REQUIRED WORK
Copy out each line of the listing that has the word "Superadmin" in it.
===============
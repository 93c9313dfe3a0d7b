//! Tenant context for multi-tenancy support.
//!
//! Identity arrives as headers set by the gateway after it authenticated the
//! caller: `X-Org-ID` (required), `X-User-ID` and `X-User-Role`.

use axum::async_trait;
use axum::extract::FromRequestParts;
use axum::http::request::Parts;
use service_core::error::AppError;
use std::str::FromStr;

use crate::services::Viewer;

pub const ORG_ID_HEADER: &str = "X-Org-ID";
pub const USER_ID_HEADER: &str = "X-User-ID";
pub const USER_ROLE_HEADER: &str = "X-User-Role";

#[derive(Debug, Clone, Copy, PartialEq, Eq)]
pub enum Role {
    Superadmin,
    Admin,
    Accountant,
    Teacher,
    Receptionist,
    Student,
}

impl Role {
    pub fn as_str(&self) -> &'static str {
        match self {
            Role::Superadmin => "superadmin",
            Role::Admin => "admin",
            Role::Accountant => "accountant",
            Role::Teacher => "teacher",
            Role::Receptionist => "receptionist",
            Role::Student => "student",
        }
    }
}

impl FromStr for Role {
    type Err = AppError;

    fn from_str(s: &str) -> Result<Self, Self::Err> {
        match s.trim().to_ascii_lowercase().as_str() {
            "superadmin" => Ok(Role::Superadmin),
            "admin" => Ok(Role::Admin),
            "accountant" => Ok(Role::Accountant),
            "teacher" => Ok(Role::Teacher),
            "receptionist" => Ok(Role::Receptionist),
            "student" => Ok(Role::Student),
            other => Err(AppError::Unauthorized(anyhow::anyhow!(
                "Unknown role '{}' in X-User-Role",
                other
            ))),
        }
    }
}

/// Statistics, verification, refunds and other ledger management.
pub const MANAGERS: &[Role] = &[Role::Superadmin, Role::Admin];
/// Roles allowed to record payments.
pub const COLLECTORS: &[Role] = &[Role::Superadmin, Role::Admin, Role::Accountant];
pub const STAFF: &[Role] = &[
    Role::Superadmin,
    Role::Admin,
    Role::Accountant,
    Role::Teacher,
    Role::Receptionist,
];

#[derive(Debug, Clone)]
pub struct TenantContext {
    pub org_id: String,
    pub user_id: Option<String>,
    pub role: Option<Role>,
}

impl TenantContext {
    pub fn new(org_id: String, user_id: Option<String>, role: Option<Role>) -> Self {
        Self {
            org_id,
            user_id,
            role,
        }
    }

    pub fn require_any(&self, allowed: &[Role]) -> Result<Role, AppError> {
        match self.role {
            Some(role) if allowed.contains(&role) => Ok(role),
            Some(role) => Err(AppError::Forbidden(anyhow::anyhow!(
                "Role '{}' may not perform this action",
                role.as_str()
            ))),
            None => Err(AppError::Forbidden(anyhow::anyhow!(
                "Missing X-User-Role header"
            ))),
        }
    }

    /// Acting user for audit fields.
    pub fn require_user(&self) -> Result<&str, AppError> {
        self.user_id.as_deref().ok_or_else(|| {
            AppError::Unauthorized(anyhow::anyhow!("Missing X-User-ID header"))
        })
    }

    /// Any known role may read; students are narrowed to their own records.
    pub fn viewer(&self) -> Result<Viewer, AppError> {
        match self.role {
            Some(Role::Student) => Ok(Viewer::Student {
                user_id: self.require_user()?.to_string(),
            }),
            Some(_) => Ok(Viewer::Staff),
            None => Err(AppError::Forbidden(anyhow::anyhow!(
                "Missing X-User-Role header"
            ))),
        }
    }
}

fn header<'a>(parts: &'a Parts, name: &str) -> Option<&'a str> {
    parts
        .headers
        .get(name)
        .and_then(|v| v.to_str().ok())
        .map(str::trim)
        .filter(|s| !s.is_empty())
}

#[async_trait]
impl<S> FromRequestParts<S> for TenantContext
where
    S: Send + Sync,
{
    type Rejection = AppError;

    async fn from_request_parts(parts: &mut Parts, _state: &S) -> Result<Self, Self::Rejection> {
        let org_id = header(parts, ORG_ID_HEADER).ok_or_else(|| {
            AppError::Unauthorized(anyhow::anyhow!(
                "Missing X-Org-ID header (required from gateway)"
            ))
        })?;

        let user_id = header(parts, USER_ID_HEADER).map(str::to_string);
        let role = header(parts, USER_ROLE_HEADER)
            .map(Role::from_str)
            .transpose()?;

        let span = tracing::Span::current();
        span.record("org_id", org_id);
        if let Some(ref uid) = user_id {
            span.record("user_id", uid.as_str());
        }

        Ok(TenantContext::new(org_id.to_string(), user_id, role))
    }
}
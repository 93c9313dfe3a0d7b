//! In-memory ledger store for tests and local development
//! (`LEDGER_STORAGE=memory`).

use async_trait::async_trait;
use mongodb::bson::DateTime;
use rust_decimal::Decimal;
use std::collections::HashMap;
use std::sync::atomic::{AtomicBool, Ordering};
use std::sync::{Mutex, MutexGuard};

use super::error::StoreError;
use super::repository::{
    DateRange, OrganizationRepository, Page, Paginated, PaymentFilter, PaymentRepository,
    StudentAccountRepository,
};
use crate::models::{
    BalanceChange, Organization, Payment, PaymentStatistics, PaymentStatus, StatusChange,
    StudentAccount,
};

#[derive(Default)]
pub struct InMemoryLedgerStore {
    payments: Mutex<HashMap<String, Payment>>,
    students: Mutex<HashMap<String, StudentAccount>>,
    organizations: Mutex<HashMap<String, Organization>>,
    fail_balance_updates: AtomicBool,
}

fn lock<T>(mutex: &Mutex<T>) -> Result<MutexGuard<'_, T>, StoreError> {
    mutex
        .lock()
        .map_err(|e| StoreError::Unavailable(format!("in-memory store mutex poisoned: {}", e)))
}

impl InMemoryLedgerStore {
    pub fn new() -> Self {
        Self::default()
    }

    pub fn put_student(&self, student: StudentAccount) -> Result<(), StoreError> {
        lock(&self.students)?.insert(student.id.clone(), student);
        Ok(())
    }

    pub fn put_organization(&self, org: Organization) -> Result<(), StoreError> {
        lock(&self.organizations)?.insert(org.id.clone(), org);
        Ok(())
    }

    /// Makes every subsequent balance write fail, to exercise the
    /// reconciliation path.
    pub fn fail_balance_updates(&self, fail: bool) {
        self.fail_balance_updates.store(fail, Ordering::SeqCst);
    }

    pub fn payment_count(&self) -> usize {
        lock(&self.payments).map(|p| p.len()).unwrap_or(0)
    }

    fn matching(&self, org_id: &str, filter: &PaymentFilter) -> Result<Vec<Payment>, StoreError> {
        let mut found: Vec<Payment> = lock(&self.payments)?
            .values()
            .filter(|p| p.organization_id == org_id && filter.matches(p))
            .cloned()
            .collect();
        found.sort_by(|a, b| b.payment_date.cmp(&a.payment_date));
        Ok(found)
    }
}

#[async_trait]
impl PaymentRepository for InMemoryLedgerStore {
    async fn insert(&self, payment: &Payment) -> Result<(), StoreError> {
        let mut payments = lock(&self.payments)?;
        if payments
            .values()
            .any(|p| p.receipt_number == payment.receipt_number)
        {
            return Err(StoreError::Duplicate(format!(
                "receiptNumber {}",
                payment.receipt_number
            )));
        }
        if payments.contains_key(&payment.id) {
            return Err(StoreError::Duplicate(format!("_id {}", payment.id)));
        }
        payments.insert(payment.id.clone(), payment.clone());
        Ok(())
    }

    async fn find(&self, org_id: &str, id: &str) -> Result<Option<Payment>, StoreError> {
        Ok(lock(&self.payments)?
            .get(id)
            .filter(|p| p.organization_id == org_id)
            .cloned())
    }

    async fn list(
        &self,
        org_id: &str,
        filter: &PaymentFilter,
        page: Page,
    ) -> Result<Paginated<Payment>, StoreError> {
        let all = self.matching(org_id, filter)?;
        let total = all.len() as u64;
        let items = all
            .into_iter()
            .skip(usize::try_from(page.skip()).unwrap_or(usize::MAX))
            .take(page.limit as usize)
            .collect();
        Ok(Paginated { items, total, page })
    }

    async fn find_all(
        &self,
        org_id: &str,
        filter: &PaymentFilter,
    ) -> Result<Vec<Payment>, StoreError> {
        self.matching(org_id, filter)
    }

    async fn transition(
        &self,
        org_id: &str,
        id: &str,
        change: &StatusChange,
    ) -> Result<Option<Payment>, StoreError> {
        let mut payments = lock(&self.payments)?;
        let Some(payment) = payments
            .get_mut(id)
            .filter(|p| p.organization_id == org_id && p.status == change.from_status())
        else {
            return Ok(None);
        };
        change.apply(payment, DateTime::now());
        Ok(Some(payment.clone()))
    }

    async fn set_notes(
        &self,
        org_id: &str,
        id: &str,
        notes: &str,
    ) -> Result<Option<Payment>, StoreError> {
        let mut payments = lock(&self.payments)?;
        let Some(payment) = payments
            .get_mut(id)
            .filter(|p| p.organization_id == org_id)
        else {
            return Ok(None);
        };
        payment.notes = Some(notes.to_string());
        payment.updated_at = DateTime::now();
        Ok(Some(payment.clone()))
    }

    async fn delete_unsettled(&self, org_id: &str, id: &str) -> Result<bool, StoreError> {
        let mut payments = lock(&self.payments)?;
        let removable = payments
            .get(id)
            .is_some_and(|p| p.organization_id == org_id && !p.status.is_settled());
        if removable {
            payments.remove(id);
        }
        Ok(removable)
    }

    async fn last_completed(
        &self,
        org_id: &str,
        student_id: &str,
    ) -> Result<Option<Payment>, StoreError> {
        let filter = PaymentFilter {
            status: Some(PaymentStatus::Completed),
            student_id: Some(student_id.to_string()),
            ..Default::default()
        };
        Ok(self.matching(org_id, &filter)?.into_iter().next())
    }

    async fn statistics(
        &self,
        org_id: &str,
        range: DateRange,
    ) -> Result<PaymentStatistics, StoreError> {
        let filter = PaymentFilter {
            date_range: range,
            ..Default::default()
        };
        let payments = self.matching(org_id, &filter)?;
        Ok(PaymentStatistics::from_payments(&payments))
    }

    async fn health_check(&self) -> Result<(), StoreError> {
        lock(&self.payments).map(|_| ())
    }
}

#[async_trait]
impl StudentAccountRepository for InMemoryLedgerStore {
    async fn find(&self, org_id: &str, id: &str) -> Result<Option<StudentAccount>, StoreError> {
        Ok(lock(&self.students)?
            .get(id)
            .filter(|s| s.organization_id == org_id)
            .cloned())
    }

    async fn find_by_user(
        &self,
        org_id: &str,
        user_id: &str,
    ) -> Result<Option<StudentAccount>, StoreError> {
        Ok(lock(&self.students)?
            .values()
            .find(|s| s.organization_id == org_id && s.user_id.as_deref() == Some(user_id))
            .cloned())
    }

    async fn find_indebted(&self, org_id: &str) -> Result<Vec<StudentAccount>, StoreError> {
        Ok(lock(&self.students)?
            .values()
            .filter(|s| s.organization_id == org_id && s.total_debt > Decimal::ZERO)
            .cloned()
            .collect())
    }

    async fn apply_balance_change(
        &self,
        org_id: &str,
        id: &str,
        change: BalanceChange,
    ) -> Result<Option<StudentAccount>, StoreError> {
        if self.fail_balance_updates.load(Ordering::SeqCst) {
            return Err(StoreError::Unavailable(
                "student balance writes disabled".to_string(),
            ));
        }

        let mut students = lock(&self.students)?;
        let Some(student) = students
            .get_mut(id)
            .filter(|s| s.organization_id == org_id)
        else {
            return Ok(None);
        };
        change.apply(student);
        student.updated_at = Some(DateTime::now());
        Ok(Some(student.clone()))
    }
}

#[async_trait]
impl OrganizationRepository for InMemoryLedgerStore {
    async fn find(&self, org_id: &str) -> Result<Option<Organization>, StoreError> {
        Ok(lock(&self.organizations)?.get(org_id).cloned())
    }
}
===============
SOLUTION FOR THIS PROBLEM
    Superadmin,
            Role::Superadmin => "superadmin",
            "superadmin" => Ok(Role::Superadmin),
pub const MANAGERS: &[Role] = &[Role::Superadmin, Role::Admin];
pub const COLLECTORS: &[Role] = &[Role::Superadmin, Role::Admin, Role::Accountant];
    Role::Superadmin,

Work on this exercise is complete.